Now, to comics. Personal budget cuts have been hard on my pull list, and I've basically cut DC and Marvel out of my life altogether at this point. Which sucks, really, because Jeff Lemire is still doing a wonderful job with Green Arrow; I got pretty pumped when Tockman made an appearance in the comics and the show (Arrow), in the same issue that Diggle first appears in the comic. It was, I think, a sign that DC is beginning to do with Green Arrow what Marvel has done with S.H.I.E.L.D., create a storyline and characters with a foot in each world, print and screen.

At this point there are four print titles that get me all hot under the collar when they show up each month: FBP and Hinterkind, both from Vertigo; and Velvet and Pretty Deadly, both Image titles. I've reviewed most of these already, but it's been a while and I want to quickly touch on what I'm liking about each series. I think I'll start with Velvet.

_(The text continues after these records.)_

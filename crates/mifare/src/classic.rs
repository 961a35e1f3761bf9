//! MIFARE Classic full-card read and write engines
//!
//! One small state machine per direction. Reads walk from the highest
//! block down to 0 so each sector is entered through its trailer; writes
//! walk up from 0 so a sector's data blocks are written while the old
//! access bits still allow it, with the trailer last. Authentication
//! happens at every sector boundary, and a failed exchange forces a fresh
//! anti-collision before the next sector is touched.
//!
//! There is no partial-success mode: the first block that stays unreadable
//! or unwritable ends the whole operation.

use nfcdump_core::{MIFARE_MODULATION, MifareCommand, ProgressEvent, ProgressObserver, Reader, Target};
use tracing::{debug, error, warn};

use crate::auth::Authenticator;
use crate::error::{BlockOp, Error, Result};
use crate::geometry::{is_first_block, is_trailer_block};
use crate::image::{BLOCK_SIZE, ClassicImage, Trailer};
use crate::keys::{DEFAULT_KEYS, Key, KeyType};

/// Full-card engine for MIFARE Classic tags.
///
/// The engine only carries the authentication policy; the reader, target
/// and image are borrowed per call, and one call is one full traversal.
#[derive(Debug, Clone)]
pub struct ClassicEngine<'a> {
    auth: Authenticator<'a>,
}

impl<'a> ClassicEngine<'a> {
    /// Engine authenticating with `key_type` and the well-known default
    /// dictionary.
    pub const fn new(key_type: KeyType) -> Self {
        Self {
            auth: Authenticator::with_dictionary(key_type, &DEFAULT_KEYS),
        }
    }

    /// Engine authenticating with one caller-supplied key per sector.
    pub const fn with_key(key_type: KeyType, key: Key) -> Self {
        Self {
            auth: Authenticator::with_key(key_type, key),
        }
    }

    /// Engine sweeping a caller-supplied dictionary.
    pub const fn with_dictionary(key_type: KeyType, dictionary: &'a [Key]) -> Self {
        Self {
            auth: Authenticator::with_dictionary(key_type, dictionary),
        }
    }

    /// Read blocks `last_block..=0` into `image`.
    ///
    /// An authentication failure or a lost tag aborts immediately; so, one
    /// check later, does any failed block transfer. The observer sees one
    /// tick per block and the accumulated tally on every exit.
    pub fn read_card<R: Reader>(
        &self,
        reader: &mut R,
        target: &Target,
        last_block: u8,
        image: &mut ClassicImage,
        observer: &mut dyn ProgressObserver,
    ) -> Result<()> {
        let total = u32::from(last_block) + 1;
        let mut read_blocks = 0u32;

        debug!("reading out {total} blocks");
        let result = self.read_loop(reader, target, last_block, image, observer, &mut read_blocks);
        observer.report(ProgressEvent::Summary {
            done: read_blocks,
            total,
        });
        if result.is_ok() {
            debug!("done, {read_blocks} of {total} blocks read");
        }
        result
    }

    fn read_loop<R: Reader>(
        &self,
        reader: &mut R,
        target: &Target,
        last_block: u8,
        image: &mut ClassicImage,
        observer: &mut dyn ProgressObserver,
        read_blocks: &mut u32,
    ) -> Result<()> {
        let mut failure = false;

        // Read the card from end to begin
        for block in (0..=last_block).rev() {
            // Authenticate every time we reach a trailer block
            if is_trailer_block(block) {
                if failure {
                    // When a failure occurred we need to redo the anti-collision
                    reselect(reader)?;
                    failure = false;
                }

                // Try to authenticate for the current sector
                if !self.auth.authenticate(reader, target, block)? {
                    error!("authentication failed for block 0x{block:02x}");
                    return Err(Error::AuthenticationFailed { block });
                }
                // Try to read out the trailer
                if reader.mifare_command(block, MifareCommand::Read).is_err() {
                    warn!("failed to read trailer block 0x{block:02x}");
                    failure = true;
                }
            } else if !failure {
                // Try to read out the data block
                match reader.mifare_command(block, MifareCommand::Read) {
                    Ok(data) if data.len() == BLOCK_SIZE => {
                        image.block_mut(block).copy_from_slice(&data);
                    }
                    _ => {
                        warn!("unable to read block 0x{block:02x}");
                        failure = true;
                    }
                }
            }

            // Show whether the readout went well for each block
            if failure {
                observer.report(ProgressEvent::BlockFailed);
                return Err(Error::BlockIo {
                    op: BlockOp::Read,
                    block,
                });
            }
            observer.report(ProgressEvent::BlockOk);
            *read_blocks += 1;
        }
        Ok(())
    }

    /// Write `image` to the card, blocks `0..=last_block`.
    ///
    /// Block 0 is never written (the manufacturer block is read-only on
    /// genuine cards), but its checksum is validated before the first
    /// frame goes out: a dump whose BCC is wrong must never get anywhere
    /// near a card that *would* accept block 0.
    pub fn write_card<R: Reader>(
        &self,
        reader: &mut R,
        target: &Target,
        last_block: u8,
        image: &ClassicImage,
        observer: &mut dyn ProgressObserver,
    ) -> Result<()> {
        let total = u32::from(last_block) + 1;
        let mut written_blocks = 0u32;

        debug!("writing {total} blocks");
        let result = self.write_loop(
            reader,
            target,
            last_block,
            image,
            observer,
            &mut written_blocks,
        );
        observer.report(ProgressEvent::Summary {
            done: written_blocks,
            total,
        });
        if result.is_ok() {
            debug!("done, {written_blocks} of {total} blocks written");
        }
        result
    }

    fn write_loop<R: Reader>(
        &self,
        reader: &mut R,
        target: &Target,
        last_block: u8,
        image: &ClassicImage,
        observer: &mut dyn ProgressObserver,
        written_blocks: &mut u32,
    ) -> Result<()> {
        // Do not write a block 0 with an incorrect BCC - the card would be
        // made invalid. Checked before anything is transceived.
        if !image.manufacturer_bcc_ok() {
            let expected = image.expected_bcc();
            error!("incorrect BCC in dump, expecting BCC 0x{expected:02X}");
            return Err(Error::ChecksumInvalid { expected });
        }

        let mut failure = false;

        // Write the card from begin to end
        for block in 0..=last_block {
            // Authenticate every time we enter a new sector
            if is_first_block(block) {
                if failure {
                    // When a failure occurred we need to redo the anti-collision
                    reselect(reader)?;
                    failure = false;
                }

                // Try to authenticate for the current sector
                if !self.auth.authenticate(reader, target, block)? {
                    error!("authentication failed for block 0x{block:02x}");
                    return Err(Error::AuthenticationFailed { block });
                }
            }

            if is_trailer_block(block) {
                // Take the keys and access bits through their structured
                // form rather than aliasing the raw block.
                let data = Trailer::decode(image.block(block)).encode();
                if reader
                    .mifare_command(block, MifareCommand::Write(&data))
                    .is_err()
                {
                    warn!("failed to write trailer block 0x{block:02x}");
                    failure = true;
                }
            } else {
                // The first block 0x00 is read only, skip this
                if block == 0 {
                    continue;
                }

                // Make sure an earlier write did not fail
                if !failure
                    && reader
                        .mifare_command(block, MifareCommand::Write(image.block(block)))
                        .is_err()
                {
                    warn!("unable to write block 0x{block:02x}");
                    failure = true;
                }
            }

            // Show whether the write went well for each block
            if failure {
                observer.report(ProgressEvent::BlockFailed);
                return Err(Error::BlockIo {
                    op: BlockOp::Write,
                    block,
                });
            }
            observer.report(ProgressEvent::BlockOk);
            *written_blocks += 1;
        }
        Ok(())
    }
}

/// Redo the anti-collision after a failed exchange left the tag
/// deselected. Failing here means the tag is gone.
fn reselect<R: Reader>(reader: &mut R) -> Result<()> {
    match reader.select_passive_target(MIFARE_MODULATION, None) {
        Ok(_) => Ok(()),
        Err(_) => {
            error!("tag was removed");
            Err(Error::TagRemoved)
        }
    }
}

Velvet #4 cover by Steve Epting

I've gushed a bit about the artwork in this title, and Brubaker's treatment of such a beloved but under-used spy trope, the "Girl Friday". That was after the first issue; #4 came out this month, and it's only been getting better. Our heroine, Velvet Templeton, has shown herself to be resourceful, elegant, determined, scared, angry, and most recently dumbfounded by the intriguing mess she has become embroiled in. Brubaker's writing is, as ever, superb, and Steve Epting's art is tantalizing blend of flair and grit. The punches fly thick and fast, and the shadows are deepening. I'm not sure that it's Noir, at least not to the level that Criminal or Fatale were. You don't develop such a deep loathing and pity for Velvet as you might for the Lawless boys, but she's got flaws nonetheless. Brubaker is still keeping his characters grounded in a sort of wounded reality, something I think his readers have really connected with over the years, maybe even the thing that his readership has become founded on. Feel free to prove me wrong on that count. Either way, Ed's sticking to the dark and secretive stories we've come to love him for, and this book is a treat to get my hands on every month.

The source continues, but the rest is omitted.